First of all, there's a lot of "scaffolding" code I wrote just to parse the array data from command-line arguments. Each command-line argument is expected to comprise a single array, delimited by [], with zero or more pairs in [k,n] format inside the outer brackets. The pairs themselves can be separated by commas, but I made that optional. Whitespace is allowed nearly anywhere, except not inside individual numbers, of course.
I do very strict validation, both during parsing, and after parsing. The after-parsing validation consists of enforcing that all n values (that's the second number in each pair) ranges only over 1..N (where N is of course determined automatically from the number of arrays that were provided), and enforcing that there are no duplicate pairs within any individual array, which was a requirement you specified in your question, and is a requirement depended upon by my algorithm.
So, the high-level process is (1) parsing plus basic syntactical validation, (2) after-parsing validation, (3) solving, and (4) printing the solution. I've also included verbose debugging output at various times, as you can see from the demos.
With respect to the actual solving algorithm, the first thing to recognize is that all ks are independent of one another; the first number of each pair effectively isolates its relevance to just that k. Thus, I designed the data structures and algorithm to work separately with each possible k value that could represent a solution to the problem.
The second thing to recognize is that, for a given k, since you need [k,n] to exist in some array for all values of n in 1..N, and you disallow assigning the same array to different n values, and there are exactly N arrays, what you're really doing is "allocating" or "distributing" the arrays among all values of n.

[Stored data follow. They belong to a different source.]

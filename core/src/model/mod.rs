// core/src/model/mod.rs

//! Data structures shared by every part of the order lifecycle.

pub mod customer;
pub mod order;
pub mod payment;
pub mod product;
pub mod status;

pub use customer::{Customer, UserId};
pub use order::{disambiguated_order_number, order_number_for_payment, NewOrder, Order, OrderId, OrderItem, ProductId, ShippingAddress};
pub use payment::{jst, DateRange, PaymentRecord};
pub use product::ProductSummary;
pub use status::OrderStatus;
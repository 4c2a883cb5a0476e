// core/src/gateway.rs
use async_trait::async_trait;

use crate::error::GatewayError;
use crate::model::{DateRange, PaymentRecord};

/// Read access to the payment provider's ledger.
#[async_trait]
pub trait PaymentGateway: Send + Sync {
  /// All succeeded payments created within `range`, every page included.
  ///
  /// Implementations must either return the complete set or an error; a
  /// partially fetched ledger is never returned.
  async fn list_succeeded(&self, range: &DateRange) -> Result<Vec<PaymentRecord>, GatewayError>;
}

The third thing to recognize is that for every [k,n] pair, that pair could be included in multiple arrays, and so there could be multiple "candidates" for which array is assigned to a given n. This means we need to check for different allocations of the arrays to the possible n values to find if there's any way to allocate all of the arrays to all values of n.
The algorithm works by first scanning all pairs in all arrays and constructing a "candidate list" of arrays that contain a given [k,n]. These candidate lists (ArrayHaveList) are separated into a map keyed by k (KMap), and further separated into a vector whose index is n-1 (SmallNList). Thus, for every k value represented in the input data, there will be N "candidate vectors", each of length zero or more (well, at least one of the vectors will have to have length one or more, because at least one pair must exist for the k value if it is treated at all).
Then, for each k value in turn, I initialize two important vectors: (1) a "burn" vector (burnList) which is used to prevent the same array from being allocated to multiple n values, and (2) a "candidate selection" vector (currentCandidateIndex) which is used to track which array candidate of the set of candidates for each n value is currently being "tried". Each of these will have a length equal to N. The candidate selection vector is the linchpin of the backtracking algorithm; it keeps track of "where we are" in the backtracking process.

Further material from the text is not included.